「飼」

 生き物を飼うということは、食をつかさどる、つまり、食べ物を管理することなのですね。『オチイガ シニマシタ ワタシガ エサ ワスレタカラデス ゴメナサイ』文字の書けない祖母が、当時大阪で下宿していた大学生の私に書いてよこした手紙には、高校時代から実家で飼っていた足の不自由なホオジロの羽が一枚、粘着テープで貼り付けられていたというエピソードは、先の忙中漢話でもご紹介しましたが、食べ物を管理するということは、命を管理することでもあるのです。

 命を管理されているのですから、犬も猫も鳥も魚も、食べ物を与える人間には警戒を解き、やがては信頼を抱くようです。野生のトンビでさえ、餌付けをすれば、その人の姿を発見するなり、餌が投げられるのを待って上空に輪を描きますし、鯉は池のほとりで手を打つだけで次々と集まって来て口を開けます。鳩はもっと図々しくて、手に持っているポップコーンを早くよこせと足下で催促しますし、水族館ではイルカやオットセイが、サーカスではライオンや熊が、食べ物欲しさに芸をして観客を喜ばせます。信頼から支配まで、食べ物を与える側が持つ力は絶大であると言わなくてはなりません。

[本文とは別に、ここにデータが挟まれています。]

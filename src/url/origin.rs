use url::Url;

/// Extracts the origin (scheme, host and port) of a URL
///
/// Default ports are omitted, matching what a browser reports as
/// `document.location.origin`.
///
/// # Examples
///
/// ```
/// use url::Url;
/// use novel_trawler::url::extract_origin;
///
/// let url = Url::parse("https://book.example.com/chapter/12").unwrap();
/// assert_eq!(extract_origin(&url), "https://book.example.com");
///
/// let url = Url::parse("http://127.0.0.1:8080/c/1").unwrap();
/// assert_eq!(extract_origin(&url), "http://127.0.0.1:8080");
/// ```
pub fn extract_origin(url: &Url) -> String {
    url.origin().ascii_serialization()
}
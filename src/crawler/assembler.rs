use crate::crawler::model::{Book, BookChapter, Chapter, SearchResult};

/// Builds the final book from a search result and a walk
///
/// `chapters` arrive in traversal order (latest first) and are reversed into
/// reading order. The link bookkeeping on each chapter is dropped.
pub fn assemble(search: SearchResult, chapters: Vec<Chapter>) -> Book {
    Book {
        title: search.title,
        chapters: chapters
            .into_iter()
            .rev()
            .map(|chapter| BookChapter {
                title: chapter.title,
                content: chapter.content,
            })
            .collect(),
    }
}
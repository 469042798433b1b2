/// Resolves a link found on a page into an absolute URL
///
/// Root-relative links (starting with `/`) are joined onto `origin`, the origin of
/// the page that contained the link. Anything else is taken to be absolute
/// already and returned unchanged.
///
/// # Arguments
///
/// * `origin` - Scheme, host and port of the containing page (no trailing slash)
/// * `link` - The raw `href` value, if the page had one
///
/// # Examples
///
/// ```
/// use novel_trawler::url::resolve_link;
///
/// assert_eq!(
///     resolve_link("http://a.com", Some("/x")),
///     Some("http://a.com/x".to_string())
/// );
/// assert_eq!(
///     resolve_link("http://a.com", Some("http://b.com/y")),
///     Some("http://b.com/y".to_string())
/// );
/// assert_eq!(resolve_link("http://a.com", None), None);
/// ```
pub fn resolve_link(origin: &str, link: Option<&str>) -> Option<String> {
    let link = link?;

    if link.starts_with('/') {
        Some(format!("{}{}", origin, link))
    } else {
        Some(link.to_string())
    }
}
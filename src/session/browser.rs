//! Headless Chromium page session
//!
//! Pages are rendered with scripts executing, then the serialized DOM and the
//! document origin are read back once navigation settles.

use crate::config::{CookieConfig, SessionConfig};
use crate::session::cookies::seed_expiry;
use crate::session::{PageSession, RawPage, SessionError, SessionResult};
use crate::url::extract_origin;
use async_trait::async_trait;
use chrono::{DateTime, Utc};
use chromiumoxide::browser::{Browser, BrowserConfig};
use chromiumoxide::cdp::browser_protocol::emulation::SetScriptExecutionDisabledParams;
use chromiumoxide::cdp::browser_protocol::network::{CookieParam, TimeSinceEpoch};
use chromiumoxide::Page;
use futures::StreamExt;
use std::time::{Duration, Instant};
use tokio::task::JoinHandle;
use url::Url;

/// Page session backed by a single headless Chromium tab
pub struct BrowserSession {
    browser: Browser,
    handler: JoinHandle<()>,
    page: Page,
}

impl BrowserSession {
    /// Launches the browser, opens a blank tab and applies session settings
    pub async fn launch(config: &SessionConfig) -> SessionResult<Self> {
        let browser_config = BrowserConfig::builder()
            .request_timeout(Duration::from_secs(config.timeout_secs))
            .arg(format!("--user-agent={}", config.user_agent))
            .build()
            .map_err(SessionError::Launch)?;

        let (mut browser, mut handler) = Browser::launch(browser_config)
            .await
            .map_err(|e| SessionError::Launch(e.to_string()))?;

        let handler = tokio::spawn(async move {
            while let Some(event) = handler.next().await {
                if let Err(e) = event {
                    tracing::debug!("Browser handler error: {:?}", e);
                }
            }
        });

        let page = match prepare_page(&browser, config).await {
            Ok(page) => page,
            Err(e) => {
                let _ = browser.close().await;
                handler.abort();
                return Err(e);
            }
        };

        tracing::info!("Browser session ready");

        Ok(Self {
            browser,
            handler,
            page,
        })
    }
}

/// Opens the working tab, toggles script execution and seeds cookies
async fn prepare_page(browser: &Browser, config: &SessionConfig) -> SessionResult<Page> {
    let page = browser
        .new_page("about:blank")
        .await
        .map_err(|e| SessionError::Launch(e.to_string()))?;

    page.execute(SetScriptExecutionDisabledParams::new(
        !config.javascript_enabled,
    ))
    .await
    .map_err(|e| SessionError::Launch(e.to_string()))?;

    let now = Utc::now();
    let cookies = config
        .cookies
        .iter()
        .map(|cookie| cookie_param(cookie, now))
        .collect::<SessionResult<Vec<_>>>()?;

    if !cookies.is_empty() {
        page.set_cookies(cookies)
            .await
            .map_err(|e| SessionError::Launch(e.to_string()))?;
    }

    Ok(page)
}

/// Converts a configured cookie into a DevTools cookie parameter
fn cookie_param(cookie: &CookieConfig, now: DateTime<Utc>) -> SessionResult<CookieParam> {
    let mut builder = CookieParam::builder()
        .name(cookie.name.clone())
        .value(cookie.value.clone())
        .domain(cookie.domain.clone())
        .path(cookie.path.clone())
        .secure(cookie.secure)
        .http_only(cookie.http_only);

    if let Some(expires) = seed_expiry(cookie, now) {
        builder = builder.expires(TimeSinceEpoch::new(
            expires.timestamp_millis() as f64 / 1000.0,
        ));
    }

    builder.build().map_err(SessionError::Launch)
}

#[async_trait]
impl PageSession for BrowserSession {
    async fn open(&mut self, url: &str) -> SessionResult<RawPage> {
        let render_error = |e: chromiumoxide::error::CdpError| SessionError::Render {
            url: url.to_string(),
            message: e.to_string(),
        };

        let started = Instant::now();
        tracing::info!("Opening page: {}", url);

        self.page.goto(url).await.map_err(render_error)?;
        self.page.wait_for_navigation().await.map_err(render_error)?;

        let markup = self.page.content().await.map_err(render_error)?;
        let location = self
            .page
            .url()
            .await
            .map_err(render_error)?
            .unwrap_or_else(|| url.to_string());
        let location =
            Url::parse(&location).map_err(|_| SessionError::InvalidUrl(location.clone()))?;

        tracing::info!("Loaded in {}ms", started.elapsed().as_millis());

        Ok(RawPage {
            markup,
            origin: extract_origin(&location),
        })
    }

    async fn close(&mut self) -> SessionResult<()> {
        let closed = self
            .browser
            .close()
            .await
            .map(|_| ())
            .map_err(|e| SessionError::Close(e.to_string()));
        let _ = self.browser.wait().await;
        self.handler.abort();
        closed
    }
}
//! Field extraction from rendered markup
//!
//! Two extractors share the [`FieldExtractor`] interface:
//! - [`SearchExtractor`] reads the book title and latest-chapter link from a
//!   search results page
//! - [`ChapterExtractor`] reads a chapter title, cleaned body text and the
//!   "previous chapter" link from a chapter page
//!
//! Neither extractor fails. Markup that matches nothing yields empty fields, which
//! the traversal engine reads as the end of the chain.

use crate::config::SiteConfig;
use crate::crawler::model::{Chapter, SearchResult};
use crate::ConfigError;
use scraper::{ElementRef, Html, Selector};

/// Indent placed at the start of a body and after every paragraph break
const INDENT: &str = "  ";

/// Two full-width spaces, the site's paragraph separator
const PARAGRAPH_BREAK: &str = "\u{3000}\u{3000}";

/// Parsing rules applied to one kind of page
pub trait FieldExtractor {
    type Output;

    /// Extracts structured fields from page markup
    fn extract(&self, markup: &str) -> Self::Output;
}

/// Compiles a CSS selector from configuration
fn compile(selector: &str) -> Result<Selector, ConfigError> {
    Selector::parse(selector)
        .map_err(|e| ConfigError::InvalidSelector(format!("'{}': {:?}", selector, e)))
}

/// Text of the first element under `scope` matching `selector`, trimmed
fn first_text(scope: ElementRef, selector: &Selector) -> String {
    scope
        .select(selector)
        .next()
        .map(|element| element.text().collect::<String>().trim().to_string())
        .unwrap_or_default()
}

/// One way of finding a link on a page
#[derive(Debug, Clone)]
pub struct LinkStrategy {
    selector: Selector,
}

impl LinkStrategy {
    pub fn new(selector: &str) -> Result<Self, ConfigError> {
        Ok(Self {
            selector: compile(selector)?,
        })
    }

    /// Returns the first non-empty `href` among matching elements under `scope`
    pub fn find(&self, scope: ElementRef) -> Option<String> {
        scope
            .select(&self.selector)
            .filter_map(|element| element.value().attr("href"))
            .map(str::trim)
            .find(|href| !href.is_empty())
            .map(str::to_string)
    }
}

/// Tries each strategy in priority order and returns the first link found
pub fn first_link(strategies: &[LinkStrategy], scope: ElementRef) -> Option<String> {
    strategies.iter().find_map(|strategy| strategy.find(scope))
}

/// Extractor for the search results page
///
/// Title and link are both read from inside the first result entry.
#[derive(Debug, Clone)]
pub struct SearchExtractor {
    entry: Selector,
    title: Selector,
    link: LinkStrategy,
}

impl SearchExtractor {
    pub fn new(entry: &str, title: &str, link: &str) -> Result<Self, ConfigError> {
        Ok(Self {
            entry: compile(entry)?,
            title: compile(title)?,
            link: LinkStrategy::new(link)?,
        })
    }
}

impl FieldExtractor for SearchExtractor {
    type Output = SearchResult;

    fn extract(&self, markup: &str) -> SearchResult {
        let document = Html::parse_document(markup);
        let Some(entry) = document.select(&self.entry).next() else {
            return SearchResult::default();
        };

        let title = first_text(entry, &self.title);
        if title.is_empty() {
            return SearchResult::default();
        }

        let next_url = self.link.find(entry);
        tracing::info!("Book title: {}", title);

        SearchResult { title, next_url }
    }
}

/// Extractor for a single chapter page
#[derive(Debug, Clone)]
pub struct ChapterExtractor {
    title: Selector,
    body: Selector,
    strip: Vec<Selector>,
    prev_links: Vec<LinkStrategy>,
}

impl ChapterExtractor {
    pub fn new(
        title: &str,
        body: &str,
        strip: &[String],
        prev_links: &[String],
    ) -> Result<Self, ConfigError> {
        Ok(Self {
            title: compile(title)?,
            body: compile(body)?,
            strip: strip
                .iter()
                .map(|s| compile(s))
                .collect::<Result<Vec<_>, _>>()?,
            prev_links: prev_links
                .iter()
                .map(|s| LinkStrategy::new(s))
                .collect::<Result<Vec<_>, _>>()?,
        })
    }

    /// Raw text of every body container, minus scripts, anchors and stripped elements
    fn body_text(&self, document: &Html) -> String {
        let mut text = String::new();
        for container in document.select(&self.body) {
            collect_text(container, &self.strip, &mut text);
        }
        text
    }
}

impl FieldExtractor for ChapterExtractor {
    type Output = Chapter;

    fn extract(&self, markup: &str) -> Chapter {
        let document = Html::parse_document(markup);
        let root = document.root_element();

        let title = first_text(root, &self.title);
        let content = normalize_body(&self.body_text(&document));
        let next_url = first_link(&self.prev_links, root);

        Chapter {
            title,
            content,
            next_url,
        }
    }
}

/// Returns true if an element and everything under it is left out of the body
fn is_stripped(element: &ElementRef, strip: &[Selector]) -> bool {
    matches!(element.value().name(), "script" | "a")
        || strip.iter().any(|selector| selector.matches(element))
}

/// Appends the text under `element`, skipping stripped subtrees
fn collect_text(element: ElementRef, strip: &[Selector], out: &mut String) {
    for child in element.children() {
        if let Some(text) = child.value().as_text() {
            out.push_str(text);
        } else if let Some(child) = ElementRef::wrap(child) {
            if !is_stripped(&child, strip) {
                collect_text(child, strip, out);
            }
        }
    }
}

/// Normalizes chapter body text
///
/// 1. Leading whitespace, if any, becomes a two-space indent
/// 2. Trailing whitespace is dropped and a single newline ends the text
/// 3. Each pair of full-width spaces becomes a newline plus indent
///
/// Blank input stays empty. Applying the function twice changes nothing.
pub fn normalize_body(text: &str) -> String {
    let body = text.trim_start();
    if body.is_empty() {
        return String::new();
    }

    let mut normalized = String::with_capacity(text.len() + 2);
    if body.len() != text.len() {
        normalized.push_str(INDENT);
    }
    normalized.push_str(body.trim_end());
    normalized.push('\n');

    normalized.replace(PARAGRAPH_BREAK, &format!("\n{}", INDENT))
}

/// Compiled parsing rules for one site
#[derive(Debug, Clone)]
pub struct SiteRules {
    pub search_url: String,
    pub search: SearchExtractor,
    pub chapter: ChapterExtractor,
}

impl SiteRules {
    /// Compiles every selector in the site configuration
    pub fn from_config(config: &SiteConfig) -> Result<Self, ConfigError> {
        Ok(Self {
            search_url: config.search_url.clone(),
            search: SearchExtractor::new(
                &config.result_entry,
                &config.result_title,
                &config.result_link,
            )?,
            chapter: ChapterExtractor::new(
                &config.chapter_title,
                &config.chapter_body,
                &config.strip,
                &config.prev_links,
            )?,
        })
    }
}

 人間もしょせんは生き物ですから、食べ物と一緒に伝わってくる印象には、無防備に心を開きます。

「そんな聞き分けのないやつは、ここに入ってろ!」

 と閉じこめられた暗い物置にすうっと光が射して、

「おなかが空いたろ?お父さんの機嫌が直ったら呼びに来るから、ちゃんと謝るんだよ」

 おにぎりを運んでくれた母親のやさしさは、大人になっても忘れません。

「はい、おでん五色盛り、お待ちどうさま」

 大きな声で皿を差し出しながら。

「ちくわ、一つおまけしとくわね」

 と囁いて、

「お仕事、一日、ご苦労さまでした。嫌なことはみ~んなここに置いて行って下さいな。うちに帰ったら帰ったで、タバコはベランダで吸えとか、娘より先に風呂に入るなとか、日本のお父さんは大変なんですから」

 などとやさしくビールを注がれると、背広姿の中間管理職は、目の前の割烹着のオカミさんを“お母ちゃん”と呼んだりして、簡単に常連リストに加わります。

 出張から帰ったエリート営業マンは、

「いやあ、京都の暑さも半端じゃなかったですよ」

 一箱千円もしない八つ橋か何かを経理の女の子に人目につかないように渡すだけで、必要経費の手続きは驚くほどスムーズになることを知っています。

 暴力に訴えなくても、食は強力な力を発揮するのです。

 その食が便利になりました。

 デパートの地下へ下りれば、わが国のどこにこれだけの食材を生産し調理する場所があるのかと、不思議な気分になるほどの量と種類のお惣菜が並んでいます。なま物、煮物、焼き物、揚げ物は言うに及ばず、漬物やサラダ、千切り、微塵切りにした野菜までが小ぎれいなパック詰めにされて売られています。共働きの夫婦と子供だけが暮らす核家族は、調理する時間的ゆとりがありません。一方、年金暮らしの夫婦が暮らす高齢者世帯では、家で調理しようと買い込んだ食材は多すぎて、毎日同じようなメニューになってしまいます。そこで安直に調理済みのお惣菜を買うのです。

 デパ地下のレジの風景です。

 並んで支払いを待っている老夫婦の妻が、カゴの中のイクラの瓶詰めを夫の胸に押し付けました。夫は不満げにそれをカゴに戻そうとしますが、妻の恐い顔に阻まれてすごすごと棚に戻しに行く時、後ろに並ぶ私とすれ違いました。食をこういう形で管理すれば、生まれるのは信頼ではなくて支配です。すれ違う夫の目には、悲しみとも怒りともつかない複雑な感情の色が燃えていました。